[Opening SUPPLIED RECORDS section]

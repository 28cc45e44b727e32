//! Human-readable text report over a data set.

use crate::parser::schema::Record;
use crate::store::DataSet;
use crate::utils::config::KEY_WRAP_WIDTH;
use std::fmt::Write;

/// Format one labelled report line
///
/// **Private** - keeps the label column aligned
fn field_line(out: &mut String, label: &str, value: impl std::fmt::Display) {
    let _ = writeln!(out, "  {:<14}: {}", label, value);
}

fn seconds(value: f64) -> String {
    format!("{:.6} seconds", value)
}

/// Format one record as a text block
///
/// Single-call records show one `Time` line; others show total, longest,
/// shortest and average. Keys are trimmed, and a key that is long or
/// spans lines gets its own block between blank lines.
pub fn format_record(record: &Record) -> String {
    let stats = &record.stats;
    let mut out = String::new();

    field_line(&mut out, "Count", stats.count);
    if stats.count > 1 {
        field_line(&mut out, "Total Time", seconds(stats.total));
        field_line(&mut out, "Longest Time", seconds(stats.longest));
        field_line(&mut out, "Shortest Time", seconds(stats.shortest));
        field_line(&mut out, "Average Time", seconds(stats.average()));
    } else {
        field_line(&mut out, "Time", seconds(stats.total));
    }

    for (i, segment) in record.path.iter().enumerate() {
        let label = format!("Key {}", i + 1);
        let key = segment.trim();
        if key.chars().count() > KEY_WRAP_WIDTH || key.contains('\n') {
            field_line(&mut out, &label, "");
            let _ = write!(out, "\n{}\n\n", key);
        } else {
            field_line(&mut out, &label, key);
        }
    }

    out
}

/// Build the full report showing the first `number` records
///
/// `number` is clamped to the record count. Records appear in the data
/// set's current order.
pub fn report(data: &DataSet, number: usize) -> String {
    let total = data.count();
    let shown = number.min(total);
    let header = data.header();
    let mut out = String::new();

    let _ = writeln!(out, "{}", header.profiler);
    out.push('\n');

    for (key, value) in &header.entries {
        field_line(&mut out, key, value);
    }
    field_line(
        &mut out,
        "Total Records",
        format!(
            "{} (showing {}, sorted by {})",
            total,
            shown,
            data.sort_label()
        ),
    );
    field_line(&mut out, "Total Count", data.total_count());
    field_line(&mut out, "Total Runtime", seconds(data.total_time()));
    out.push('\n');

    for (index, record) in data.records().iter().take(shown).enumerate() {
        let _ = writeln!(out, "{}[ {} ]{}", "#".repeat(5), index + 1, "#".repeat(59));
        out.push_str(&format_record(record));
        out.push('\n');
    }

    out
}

[Closing SUPPLIED RECORDS section]

- _ASSIGNED TASK_
Read through the records above and copy the lines that contain "writeln".

- _ANSWER SPACE_
    let _ = writeln!(out, "  {:<14}: {}", label, value);
    let _ = writeln!(out, "{}", header.profiler);
        let _ = writeln!(out, "{}[ {} ]{}", "#".repeat(5), index + 1, "#".repeat(59));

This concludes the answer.